IgG-neutralized influenza virus undergoes primary, but not secondary uncoating in vivo.

作者信息

Rigg R J, Carver A S, Dimmock N J

机构信息

Department of Biological Sciences, University of Warwick, Coventry, U.K.

出版信息

J Gen Virol. 1989 Aug;70 ( Pt 8):2097-109. doi: 10.1099/0022-1317-70-8-2097.

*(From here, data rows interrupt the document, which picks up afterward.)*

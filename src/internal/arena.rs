use std::{
    fmt::{Debug, Formatter},
    marker::PhantomData,
    ops::{Index, IndexMut},
};

/// An `Arena<TId, TValue>` holds a collection of `TValue`s and hands out `TId`s
/// that refer to them. Values are never removed, so an id stays valid for as
/// long as the arena itself is alive, even when the backing storage grows.
#[derive(Clone)]
pub(crate) struct Arena<TId: ArenaId, TValue> {
    data: Vec<TValue>,
    phantom: PhantomData<TId>,
}

impl<TId: ArenaId, TValue> Default for Arena<TId, TValue> {
    fn default() -> Self {
        Self::new()
    }
}

impl<TId: ArenaId, TValue> Arena<TId, TValue> {
    /// Constructs a new, empty arena.
    pub(crate) fn new() -> Self {
        Self {
            data: Vec::new(),
            phantom: PhantomData,
        }
    }

    /// Stores `value` in the arena and returns the id it can be retrieved with.
    pub(crate) fn alloc(&mut self, value: TValue) -> TId {
        let id = TId::from_usize(self.data.len());
        self.data.push(value);
        id
    }

    /// Returns the number of values in the arena.
    pub(crate) fn len(&self) -> usize {
        self.data.len()
    }

    /// Returns the value with the given id, or `None` if the id was not
    /// allocated by this arena.
    pub(crate) fn get(&self, id: TId) -> Option<&TValue> {
        self.data.get(id.to_usize())
    }

    /// Iterates over all the values in allocation order together with their
    /// ids.
    pub(crate) fn iter(&self) -> impl DoubleEndedIterator<Item = (TId, &TValue)> + '_ {
        self.data
            .iter()
            .enumerate()
            .map(|(index, value)| (TId::from_usize(index), value))
    }
}

impl<TId: ArenaId, TValue> Index<TId> for Arena<TId, TValue> {
    type Output = TValue;

    fn index(&self, index: TId) -> &Self::Output {
        &self.data[index.to_usize()]
    }
}

impl<TId: ArenaId, TValue> IndexMut<TId> for Arena<TId, TValue> {
    fn index_mut(&mut self, index: TId) -> &mut Self::Output {
        &mut self.data[index.to_usize()]
    }
}

impl<TId: ArenaId, TValue: Debug> Debug for Arena<TId, TValue> {
    fn fmt(&self, f: &mut Formatter<'_>) -> std::fmt::Result {
        f.debug_list().entries(self.data.iter()).finish()
    }
}

/// A trait indicating that the type can be transformed to `usize` and back
pub(crate) trait ArenaId {
    fn from_usize(x: usize) -> Self;
    fn to_usize(self) -> usize;
}

#[cfg(test)]
mod tests {
    use super::*;

    #[derive(Copy, Clone, Debug, Eq, PartialEq)]
    struct Id(usize);

    impl ArenaId for Id {
        fn from_usize(x: usize) -> Self {
            Id(x)
        }

        fn to_usize(self) -> usize {
            self.0
        }
    }

    #[test]
    fn test_ids_survive_growth() {
        let mut arena = Arena::<Id, String>::new();
        let first = arena.alloc("first".to_owned());
        for i in 0..1000 {
            arena.alloc(i.to_string());
        }

        assert_eq!(first, Id(0));
        assert_eq!(arena[first], "first");
        assert_eq!(arena.len(), 1001);
        assert!(arena.get(Id(1001)).is_none());
    }
}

DOI:10.1099/0022-1317-70-8-2097
PMID:2769231
Abstract

Even when neutralized by saturating amounts of monoclonal IgG directed against the haemagglutinin, influenza virus attaches to cells with kinetics similar to those of infectious virus. It then enters those cells and is uncoated; its RNA becomes localized within the nucleus and its lipid envelope and associated proteins remain in the cytoplasm. In this report we show that despite the apparent normality of these early stages of virus-cell interaction, neutralized virus underwent no detectable primary transcription. In contrast, there was only a slight inhibition of transcription by neutralized virus in vitro which was insufficient to account for the loss in infectivity, despite using mRNA to measure the production of capped oligonucleotides or to prime the elongation step. To test whether the absence of primary transcription in vivo resulted from non-accessibility of the genome rather than an effect on the transcriptase complex itself, we examined the susceptibility to RNase of virion RNA after inoculation of cells with neutralized virus. Data clearly show that, unlike RNA of infectious virus, RNA of neutralized virus did not become sensitive to RNase and we conclude that neutralization of influenza virus by IgG results in failure of virus to undergo a secondary uncoating process which is necessary for the activity of the virion transcriptase complex. Finally we show that by treatment of virions in vitro with detergent it is possible to produce a core structure which is stable and has some of the properties expected of a structure resulting from primary uncoating.

摘要

即使被针对血凝素的饱和量单克隆IgG中和,流感病毒仍以与感染性病毒相似的动力学附着于细胞。然后它进入这些细胞并被脱壳;其RNA定位于细胞核内,而其脂质包膜和相关蛋白质则保留在细胞质中。在本报告中,我们表明,尽管病毒与细胞相互作用的这些早期阶段看似正常,但中和后的病毒未发生可检测到的初级转录。相比之下,体外中和病毒对转录仅有轻微抑制,这不足以解释感染性的丧失,尽管使用mRNA来测量带帽寡核苷酸的产生或引发延伸步骤。为了测试体内初级转录的缺失是由于基因组无法接近还是对转录酶复合物本身的影响,我们在用中和病毒接种细胞后检查了病毒粒子RNA对RNase的敏感性。数据清楚地表明,与感染性病毒的RNA不同,中和病毒的RNA对RNase不敏感,我们得出结论,IgG对流感病毒的中和导致病毒无法经历病毒粒子转录酶复合物活性所必需的二次脱壳过程。最后,我们表明,通过在体外用去污剂处理病毒粒子,可以产生一种稳定的核心结构,该结构具有一些预期的由初级脱壳产生的结构特性。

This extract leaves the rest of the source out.